Florida

CAMPAIGN 2012 | U.S. SENATE

Connie Mack battles polls, voter lack of interest in quest to unseat Sen. Bill Nelson

 

Down in the polls and trailing in fundraising, Republican Connie Mack took a bus tour through GOP strongholds in North and Central Florida last week.

U.S. Senate race: key issues

    • Debt ceiling. Nelson voted for a bi-partisan debt ceiling deal last December though it could lead to automatic spending cuts, including $500 billion from the defense budget. Mack voted against it. Nelson said he is working with Republican senators to find an alternative to the so-called ‘sequester’ trigger.

•  Medicare. Mack accuses Nelson of opposing the cut to the Medicare Advantage plan and then voting for the Affordable Care Act, claiming it cuts Medicare. However, Nelson successfully amended the Affordable Care Act — dubbed Obamacare — to protect current patients in the Medicare Advantage program, and allegations that the healthcare reforms cut funding for Medicare have been disputed.

•  Oil drilling. Nelson opposes expanding oil and gas drilling leases in the eastern Gulf of Mexico. Mack supports drilling off Florida’s coast as long as the military is protected and the state gets revenue from it.


Herald/Times Tallahassee Bureau

If Republican Connie Mack IV is shouldering the burden of his party’s control of the U.S. Senate, you wouldn’t know it last week as he finished a six-day bus tour of 17 cities in north and central Florida.
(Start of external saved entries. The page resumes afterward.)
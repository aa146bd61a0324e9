//! Core data types for Pitchcraft.
//!
//! This crate holds the values that flow between the generation client, the
//! workflow orchestrator, and the presentation layer: the user's
//! [`Description`], the five-part [`Narrative`], the per-platform
//! [`SocialMediaPosts`], and the [`GeneratedImage`] payload.

#![forbid(unsafe_code)]
#![warn(missing_docs)]

mod description;
mod image;
mod narrative;
mod social;
mod telemetry;

pub use description::Description;
pub use image::{GeneratedImage, IMAGE_EXPORT_FILENAME};
pub use narrative::{Narrative, NarrativeField};
pub use social::{Platform, SocialMediaPosts};
pub use telemetry::{TelemetryConfig, init_telemetry, shutdown_telemetry};
//! Product description input.

use pitchcraft_error::{GenerationError, GenerationErrorKind};
use serde::{Deserialize, Serialize};

/// Free-text product or idea description.
///
/// Always non-empty after trimming. There is no length limit; the provider
/// may truncate or reject long input.
///
/// # Examples
///
/// ```
/// use pitchcraft_core::Description;
///
/// let description = Description::parse("  A bakery that delivers at dawn. ").unwrap();
/// assert_eq!(description.as_str(), "A bakery that delivers at dawn.");
///
/// assert!(Description::parse(" \n\t ").is_err());
/// ```
#[derive(
    Debug,
    Clone,
    PartialEq,
    Eq,
    Hash,
    Serialize,
    Deserialize,
    derive_more::Display,
    derive_more::Deref,
)]
#[serde(try_from = "String", into = "String")]
pub struct Description(String);

impl Description {
    /// Validate and trim raw input.
    ///
    /// # Errors
    ///
    /// Returns [`GenerationErrorKind::EmptyInput`] for blank input.
    #[track_caller]
    pub fn parse(text: impl AsRef<str>) -> Result<Self, GenerationError> {
        let trimmed = text.as_ref().trim();
        if trimmed.is_empty() {
            return Err(GenerationError::new(GenerationErrorKind::EmptyInput));
        }
        Ok(Self(trimmed.to_string()))
    }

    /// The trimmed description text.
    pub fn as_str(&self) -> &str {
        &self.0
    }
}

impl TryFrom<String> for Description {
    type Error = GenerationError;

    fn try_from(value: String) -> Result<Self, Self::Error> {
        Self::parse(value)
    }
}

impl From<Description> for String {
    fn from(value: Description) -> Self {
        value.0
    }
}
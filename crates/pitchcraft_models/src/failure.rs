//! Classification of provider error responses.

use crate::dto::{ApiErrorEnvelope, ApiStatus};
use pitchcraft_error::{GenerationError, GenerationErrorKind};

/// Message fragment the provider returns when a key cannot see the model.
const ENTITY_NOT_FOUND: &str = "Requested entity was not found";

/// Canonical status names that point at the API key.
const KEY_STATUSES: [&str; 2] = ["PERMISSION_DENIED", "UNAUTHENTICATED"];

/// Which provider surface produced a failure.
#[derive(Debug, Clone, Copy, PartialEq, Eq, derive_more::Display)]
pub enum Endpoint {
    /// `generateContent` for narratives and social posts
    #[display("text")]
    Text,
    /// `generateContent` for the collage
    #[display("image")]
    Image,
    /// Video submit, poll, and download
    #[display("video")]
    Video,
}

/// Result of classifying a provider failure.
#[derive(Debug, Clone, Copy, PartialEq, Eq)]
pub enum Classification {
    /// Recognized as an API key problem
    InvalidApiKey,
    /// No recognizable cause
    Unclassified,
}

/// A failed provider exchange, either a non-success HTTP response or an
/// operation that finished with an `error` object.
#[derive(Debug, Clone, PartialEq, Eq)]
pub struct ProviderFailure {
    endpoint: Endpoint,
    http_status: Option<u16>,
    status: Option<ApiStatus>,
    raw: String,
}

impl ProviderFailure {
    /// Failure from a non-success HTTP response body.
    pub fn from_response(endpoint: Endpoint, http_status: u16, body: &str) -> Self {
        let status = serde_json::from_str::<ApiErrorEnvelope>(body)
            .ok()
            .map(|envelope| envelope.error);
        Self {
            endpoint,
            http_status: Some(http_status),
            status,
            raw: body.to_string(),
        }
    }

    /// Failure carried inside a finished operation.
    pub fn from_operation(status: ApiStatus) -> Self {
        Self {
            endpoint: Endpoint::Video,
            http_status: None,
            raw: status.message().clone(),
            status: Some(status),
        }
    }

    /// Human-readable detail.
    pub fn message(&self) -> &str {
        match &self.status {
            Some(status) if !status.message().is_empty() => status.message(),
            _ => &self.raw,
        }
    }

    /// Decide whether this failure points at the API key.
    ///
    /// Structured status names and HTTP codes are authoritative. The message
    /// text is only inspected when the body carried no structured status.
    pub fn classification(&self) -> Classification {
        if let Some(status) = &self.status {
            let name = status.status().as_deref().unwrap_or_default();
            if KEY_STATUSES.contains(&name) {
                return Classification::InvalidApiKey;
            }
            if self.endpoint == Endpoint::Video && name == "NOT_FOUND" {
                return Classification::InvalidApiKey;
            }
        }

        match (self.http_status, self.endpoint) {
            (Some(401 | 403), _) => return Classification::InvalidApiKey,
            (Some(404), Endpoint::Video) => return Classification::InvalidApiKey,
            _ => {}
        }

        let structured = self
            .status
            .as_ref()
            .is_some_and(|s| s.status().is_some() || s.code().is_some());
        if !structured && self.raw.contains(ENTITY_NOT_FOUND) {
            return Classification::InvalidApiKey;
        }

        Classification::Unclassified
    }

    /// Convert into the generation error the caller sees.
    #[track_caller]
    pub fn into_error(self) -> GenerationError {
        let detail = match self.http_status {
            Some(code) => format!("{} request failed with status {}: {}", self.endpoint, code, self.message()),
            None => format!("{} operation failed: {}", self.endpoint, self.message()),
        };
        match self.classification() {
            Classification::InvalidApiKey => {
                GenerationError::new(GenerationErrorKind::InvalidApiKey(detail))
            }
            Classification::Unclassified => GenerationError::failed(detail),
        }
    }
}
In 26 stops, Mack drew modest crowds and meager media attention as he crisscrossed the state. The steady drip of negative poll numbers had him battling expectations as much as barbs from his challenger, incumbent Democrat Sen. Bill Nelson. And with about four weeks before early voting begins, the general public still seems ambivalent.

In the Republican stronghold of Destin on Thursday, Mack greeted about 25 supporters outside the Donut Hole café on Highway 98, and then went inside to introduce himself to customers.

“Could you get us menus?’’ one elderly couple asked Mack, 45, the four-term congressman from Fort Myers, after he shook their hands. The congressman obliged.

None of it has cracked Mack’s cool.

He has tethered his fortunes, his message and his strategy to Republican presidential candidate Mitt Romney and confidently tells audiences “if Mitt Romney wins, I win. If I win, Mitt Romney wins.”

That’s a hard hill to climb, according to the polls. In this must-win swing state for Romney, the former Massachusetts governor remains locked in a statistical tie with President Barack Obama. The latest Senate polls show Mack trailing Nelson by between nine and 14 percentage points. Even Mack’s own poll, a survey of 600 voters taken last Sunday, showed him five percentage points down, with a margin of error of plus or minus four percent.

“Stay tuned,’’ Mack told reporters in Pensacola Thursday. “We’re not done yet.”

True, and Mack argues he will have enough money and outside help to fight to Nov. 6. He won’t reveal his totals, but predicted there will be "$25 to $30 million" spent on his campaign before it’s over and points to a new infusion of third-party attack ads against Nelson.

The U.S. Chamber of Commerce is spending $2 million on ads this week, Mack said. American Crossroads, a super PAC founded by Republican political strategist Karl Rove, announced it’s spending $1.8 million in Florida on a television ad hitting Nelson’s record on Medicare.

Time is running out, however, with Washington pundits losing interest in what they once viewed as a competitive race. Jennifer Duffy, who tracks U.S. Senate races for the Cook Political Report, wrote in the National Journal last week that the chances of Republicans taking Senate seats from Democrats in Missouri, Ohio and Florida are “remote, at best.”

Mack and Republicans still see Nelson, who is seeking his third term, as vulnerable to a challenge in Florida’s divided political climate. With Nelson keeping a low-profile so far, Mack has attacked with taunts of “Where is Bill Nelson?”

Nelson has agreed to a single debate against Mack in Fort Lauderdale on Oct. 17 and he has scheduled a “Barnstorming Tour” of the state to follow. He raised more than $13 million by the end of the last reporting period in July and steered it toward a barrage of negative television ads, attacking Mack for his personal financial woes, his divorce, his hard-partying youth and attendance record in Congress.